Saved data entries
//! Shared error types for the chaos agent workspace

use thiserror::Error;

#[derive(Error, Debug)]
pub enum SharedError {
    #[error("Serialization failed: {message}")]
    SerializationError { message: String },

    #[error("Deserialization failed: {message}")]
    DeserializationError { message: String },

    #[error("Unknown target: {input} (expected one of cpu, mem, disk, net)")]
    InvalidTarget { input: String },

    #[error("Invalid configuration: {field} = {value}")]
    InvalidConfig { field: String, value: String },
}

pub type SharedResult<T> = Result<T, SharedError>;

...

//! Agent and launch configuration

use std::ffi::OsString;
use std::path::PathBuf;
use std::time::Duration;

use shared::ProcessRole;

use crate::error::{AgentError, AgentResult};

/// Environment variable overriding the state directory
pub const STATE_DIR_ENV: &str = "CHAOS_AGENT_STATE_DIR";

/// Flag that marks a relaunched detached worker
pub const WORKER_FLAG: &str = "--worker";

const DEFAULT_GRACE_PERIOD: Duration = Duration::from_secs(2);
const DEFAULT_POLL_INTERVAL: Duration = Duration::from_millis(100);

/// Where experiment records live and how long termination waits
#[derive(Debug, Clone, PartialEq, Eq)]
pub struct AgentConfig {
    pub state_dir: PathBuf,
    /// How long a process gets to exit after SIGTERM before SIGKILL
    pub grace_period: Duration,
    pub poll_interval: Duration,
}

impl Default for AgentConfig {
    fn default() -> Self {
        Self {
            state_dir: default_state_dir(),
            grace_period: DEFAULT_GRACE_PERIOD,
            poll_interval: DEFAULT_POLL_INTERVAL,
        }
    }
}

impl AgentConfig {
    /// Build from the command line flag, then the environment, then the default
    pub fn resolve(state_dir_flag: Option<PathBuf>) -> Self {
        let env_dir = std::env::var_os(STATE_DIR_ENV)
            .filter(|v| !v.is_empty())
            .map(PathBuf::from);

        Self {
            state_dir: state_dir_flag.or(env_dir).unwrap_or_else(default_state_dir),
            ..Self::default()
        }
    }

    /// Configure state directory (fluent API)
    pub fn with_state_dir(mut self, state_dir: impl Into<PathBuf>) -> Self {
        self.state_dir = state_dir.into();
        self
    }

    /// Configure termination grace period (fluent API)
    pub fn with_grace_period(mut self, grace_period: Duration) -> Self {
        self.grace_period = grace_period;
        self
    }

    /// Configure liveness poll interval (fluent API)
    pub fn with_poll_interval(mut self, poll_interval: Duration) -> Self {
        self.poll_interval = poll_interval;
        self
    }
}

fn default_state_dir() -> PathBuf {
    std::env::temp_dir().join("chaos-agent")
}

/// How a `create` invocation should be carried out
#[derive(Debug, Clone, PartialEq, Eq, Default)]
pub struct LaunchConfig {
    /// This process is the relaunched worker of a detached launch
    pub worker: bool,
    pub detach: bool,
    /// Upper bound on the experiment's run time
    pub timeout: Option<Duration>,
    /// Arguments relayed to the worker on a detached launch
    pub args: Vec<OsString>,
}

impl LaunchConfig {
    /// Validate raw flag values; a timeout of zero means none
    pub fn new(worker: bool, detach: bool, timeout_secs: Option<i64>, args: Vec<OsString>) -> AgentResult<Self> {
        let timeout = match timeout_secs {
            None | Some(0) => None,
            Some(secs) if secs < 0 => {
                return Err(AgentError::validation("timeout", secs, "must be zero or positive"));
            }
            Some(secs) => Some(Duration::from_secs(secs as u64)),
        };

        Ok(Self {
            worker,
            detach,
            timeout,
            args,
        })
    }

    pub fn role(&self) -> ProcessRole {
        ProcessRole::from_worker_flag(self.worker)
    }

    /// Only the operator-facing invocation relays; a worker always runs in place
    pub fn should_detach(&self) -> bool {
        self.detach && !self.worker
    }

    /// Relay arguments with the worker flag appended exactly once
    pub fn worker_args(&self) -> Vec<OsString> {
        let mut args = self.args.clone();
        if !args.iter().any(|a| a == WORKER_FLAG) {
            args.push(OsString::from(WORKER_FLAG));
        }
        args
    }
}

* * *

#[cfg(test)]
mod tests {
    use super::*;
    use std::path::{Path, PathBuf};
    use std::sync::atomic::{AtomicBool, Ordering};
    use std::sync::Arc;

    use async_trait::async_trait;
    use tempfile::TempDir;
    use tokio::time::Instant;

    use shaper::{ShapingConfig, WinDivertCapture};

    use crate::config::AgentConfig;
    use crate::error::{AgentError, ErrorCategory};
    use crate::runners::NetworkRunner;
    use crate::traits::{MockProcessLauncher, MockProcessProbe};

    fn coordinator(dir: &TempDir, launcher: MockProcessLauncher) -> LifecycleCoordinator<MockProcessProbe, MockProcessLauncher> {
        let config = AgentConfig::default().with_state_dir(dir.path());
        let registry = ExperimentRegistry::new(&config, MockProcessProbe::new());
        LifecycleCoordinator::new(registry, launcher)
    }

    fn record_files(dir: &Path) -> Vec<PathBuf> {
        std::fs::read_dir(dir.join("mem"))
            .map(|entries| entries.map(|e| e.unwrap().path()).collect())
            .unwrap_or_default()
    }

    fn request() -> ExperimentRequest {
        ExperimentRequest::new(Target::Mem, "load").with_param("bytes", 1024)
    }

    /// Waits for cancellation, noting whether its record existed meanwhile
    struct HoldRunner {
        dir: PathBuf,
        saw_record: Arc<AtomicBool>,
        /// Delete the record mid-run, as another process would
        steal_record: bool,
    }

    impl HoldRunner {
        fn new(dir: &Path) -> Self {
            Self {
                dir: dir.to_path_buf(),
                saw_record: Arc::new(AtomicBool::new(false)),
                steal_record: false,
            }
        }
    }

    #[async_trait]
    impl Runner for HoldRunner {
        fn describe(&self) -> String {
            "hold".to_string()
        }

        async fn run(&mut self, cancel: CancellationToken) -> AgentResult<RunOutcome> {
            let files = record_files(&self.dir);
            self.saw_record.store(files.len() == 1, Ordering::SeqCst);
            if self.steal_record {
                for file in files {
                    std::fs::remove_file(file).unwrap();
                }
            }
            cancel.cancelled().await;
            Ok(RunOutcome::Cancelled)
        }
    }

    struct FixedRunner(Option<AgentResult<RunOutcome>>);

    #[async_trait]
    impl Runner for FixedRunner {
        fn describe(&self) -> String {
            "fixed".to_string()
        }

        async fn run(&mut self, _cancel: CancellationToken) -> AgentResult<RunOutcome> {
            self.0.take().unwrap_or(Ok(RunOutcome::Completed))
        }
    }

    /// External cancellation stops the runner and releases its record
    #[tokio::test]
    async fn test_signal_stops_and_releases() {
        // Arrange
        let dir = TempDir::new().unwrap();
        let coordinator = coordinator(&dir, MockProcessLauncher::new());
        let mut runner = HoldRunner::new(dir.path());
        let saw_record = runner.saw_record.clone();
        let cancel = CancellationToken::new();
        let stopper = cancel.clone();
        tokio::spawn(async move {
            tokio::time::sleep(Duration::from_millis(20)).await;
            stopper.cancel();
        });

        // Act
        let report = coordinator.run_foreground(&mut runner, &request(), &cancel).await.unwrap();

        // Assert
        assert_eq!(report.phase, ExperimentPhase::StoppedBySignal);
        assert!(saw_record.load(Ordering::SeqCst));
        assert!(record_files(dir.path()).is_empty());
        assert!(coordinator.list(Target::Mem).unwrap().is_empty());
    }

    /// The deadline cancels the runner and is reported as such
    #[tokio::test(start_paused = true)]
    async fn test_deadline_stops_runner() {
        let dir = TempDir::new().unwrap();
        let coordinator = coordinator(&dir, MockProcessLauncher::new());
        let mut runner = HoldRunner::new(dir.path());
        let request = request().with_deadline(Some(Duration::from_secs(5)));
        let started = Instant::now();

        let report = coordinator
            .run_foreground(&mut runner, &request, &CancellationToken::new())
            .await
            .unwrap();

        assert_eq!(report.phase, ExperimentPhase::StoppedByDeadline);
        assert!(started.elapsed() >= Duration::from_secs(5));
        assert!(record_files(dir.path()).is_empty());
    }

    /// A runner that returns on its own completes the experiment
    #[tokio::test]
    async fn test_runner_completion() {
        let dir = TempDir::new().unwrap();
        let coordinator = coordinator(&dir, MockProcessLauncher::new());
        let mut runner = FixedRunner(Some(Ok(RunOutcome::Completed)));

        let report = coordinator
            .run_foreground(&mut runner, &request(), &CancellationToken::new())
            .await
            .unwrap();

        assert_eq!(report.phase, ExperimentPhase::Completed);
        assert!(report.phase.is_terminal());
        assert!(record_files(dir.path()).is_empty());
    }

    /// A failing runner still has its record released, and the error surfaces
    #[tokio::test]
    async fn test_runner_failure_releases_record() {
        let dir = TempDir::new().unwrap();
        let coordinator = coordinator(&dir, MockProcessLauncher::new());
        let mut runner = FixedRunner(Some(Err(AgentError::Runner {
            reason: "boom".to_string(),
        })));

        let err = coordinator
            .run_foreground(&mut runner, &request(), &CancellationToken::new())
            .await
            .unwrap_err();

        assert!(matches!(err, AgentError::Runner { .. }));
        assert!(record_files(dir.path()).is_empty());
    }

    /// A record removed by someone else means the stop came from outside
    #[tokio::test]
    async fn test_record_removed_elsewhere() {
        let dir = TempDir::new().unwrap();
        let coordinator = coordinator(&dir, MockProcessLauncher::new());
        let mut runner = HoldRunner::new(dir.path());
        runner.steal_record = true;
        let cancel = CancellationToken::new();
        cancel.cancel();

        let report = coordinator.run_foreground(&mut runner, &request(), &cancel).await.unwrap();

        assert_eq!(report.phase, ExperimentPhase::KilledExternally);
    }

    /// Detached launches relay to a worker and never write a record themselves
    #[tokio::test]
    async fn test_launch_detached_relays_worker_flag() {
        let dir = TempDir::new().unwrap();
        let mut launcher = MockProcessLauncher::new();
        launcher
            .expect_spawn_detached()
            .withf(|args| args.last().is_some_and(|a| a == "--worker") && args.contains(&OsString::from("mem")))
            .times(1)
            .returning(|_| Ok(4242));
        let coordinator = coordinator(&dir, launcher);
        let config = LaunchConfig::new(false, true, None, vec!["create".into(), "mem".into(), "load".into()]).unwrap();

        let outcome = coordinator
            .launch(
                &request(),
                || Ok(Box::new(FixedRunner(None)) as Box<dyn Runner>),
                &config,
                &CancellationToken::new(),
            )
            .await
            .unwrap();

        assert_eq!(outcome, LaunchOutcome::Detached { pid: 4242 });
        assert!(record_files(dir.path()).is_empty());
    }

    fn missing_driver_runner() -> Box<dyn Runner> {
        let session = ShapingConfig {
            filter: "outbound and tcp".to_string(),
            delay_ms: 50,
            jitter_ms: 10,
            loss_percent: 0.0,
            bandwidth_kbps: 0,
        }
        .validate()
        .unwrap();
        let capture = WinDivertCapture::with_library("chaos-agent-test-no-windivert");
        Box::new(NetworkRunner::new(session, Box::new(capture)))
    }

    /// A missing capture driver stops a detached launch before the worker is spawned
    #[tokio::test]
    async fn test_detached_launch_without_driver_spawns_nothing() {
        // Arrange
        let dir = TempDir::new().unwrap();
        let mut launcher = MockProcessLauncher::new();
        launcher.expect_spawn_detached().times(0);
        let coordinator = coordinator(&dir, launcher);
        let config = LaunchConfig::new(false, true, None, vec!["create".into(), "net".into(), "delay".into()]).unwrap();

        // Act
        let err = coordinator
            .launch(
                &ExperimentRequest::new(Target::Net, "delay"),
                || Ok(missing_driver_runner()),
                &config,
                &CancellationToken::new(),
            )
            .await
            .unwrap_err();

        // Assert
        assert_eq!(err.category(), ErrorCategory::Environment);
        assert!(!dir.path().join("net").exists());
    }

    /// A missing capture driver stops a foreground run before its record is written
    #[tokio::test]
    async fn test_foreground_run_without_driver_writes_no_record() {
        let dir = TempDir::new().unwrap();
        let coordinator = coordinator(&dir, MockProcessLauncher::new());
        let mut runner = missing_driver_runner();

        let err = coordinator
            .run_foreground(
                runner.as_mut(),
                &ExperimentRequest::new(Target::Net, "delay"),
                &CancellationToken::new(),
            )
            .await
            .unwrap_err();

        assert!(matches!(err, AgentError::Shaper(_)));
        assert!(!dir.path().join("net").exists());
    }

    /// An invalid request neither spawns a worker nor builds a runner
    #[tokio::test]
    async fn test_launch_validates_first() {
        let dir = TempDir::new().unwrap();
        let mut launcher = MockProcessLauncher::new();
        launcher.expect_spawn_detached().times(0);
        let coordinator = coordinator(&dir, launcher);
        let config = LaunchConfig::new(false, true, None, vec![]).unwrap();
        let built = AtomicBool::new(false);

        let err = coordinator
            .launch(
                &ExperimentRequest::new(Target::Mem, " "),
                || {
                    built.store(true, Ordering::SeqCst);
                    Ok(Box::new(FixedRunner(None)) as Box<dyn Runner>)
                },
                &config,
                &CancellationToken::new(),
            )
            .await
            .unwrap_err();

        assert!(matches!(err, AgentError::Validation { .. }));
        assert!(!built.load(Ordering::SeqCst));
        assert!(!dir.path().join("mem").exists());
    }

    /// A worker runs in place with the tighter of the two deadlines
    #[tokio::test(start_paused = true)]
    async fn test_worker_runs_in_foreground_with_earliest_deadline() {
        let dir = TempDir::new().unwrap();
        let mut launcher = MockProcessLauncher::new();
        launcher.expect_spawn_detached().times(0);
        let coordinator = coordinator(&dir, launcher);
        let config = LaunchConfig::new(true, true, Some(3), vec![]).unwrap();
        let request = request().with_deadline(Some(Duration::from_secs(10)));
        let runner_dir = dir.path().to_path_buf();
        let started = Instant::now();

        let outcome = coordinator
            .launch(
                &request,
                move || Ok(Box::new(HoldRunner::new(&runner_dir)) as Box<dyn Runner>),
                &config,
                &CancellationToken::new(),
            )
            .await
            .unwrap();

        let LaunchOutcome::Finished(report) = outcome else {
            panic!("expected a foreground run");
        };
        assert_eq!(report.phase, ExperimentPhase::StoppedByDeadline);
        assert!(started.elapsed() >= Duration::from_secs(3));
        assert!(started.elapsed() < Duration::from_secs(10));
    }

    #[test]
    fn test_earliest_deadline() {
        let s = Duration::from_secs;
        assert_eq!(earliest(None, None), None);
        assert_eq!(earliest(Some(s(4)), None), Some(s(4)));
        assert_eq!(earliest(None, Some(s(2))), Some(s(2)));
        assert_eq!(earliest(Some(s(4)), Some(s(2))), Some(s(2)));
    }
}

**Task instructions**
All lines in the entries above that hold the word "HoldRunner" need to be copied.

**Answer**
    struct HoldRunner {
    impl HoldRunner {
    impl Runner for HoldRunner {
        let mut runner = HoldRunner::new(dir.path());
        let mut runner = HoldRunner::new(dir.path());
        let mut runner = HoldRunner::new(dir.path());
                move || Ok(Box::new(HoldRunner::new(&runner_dir)) as Box<dyn Runner>),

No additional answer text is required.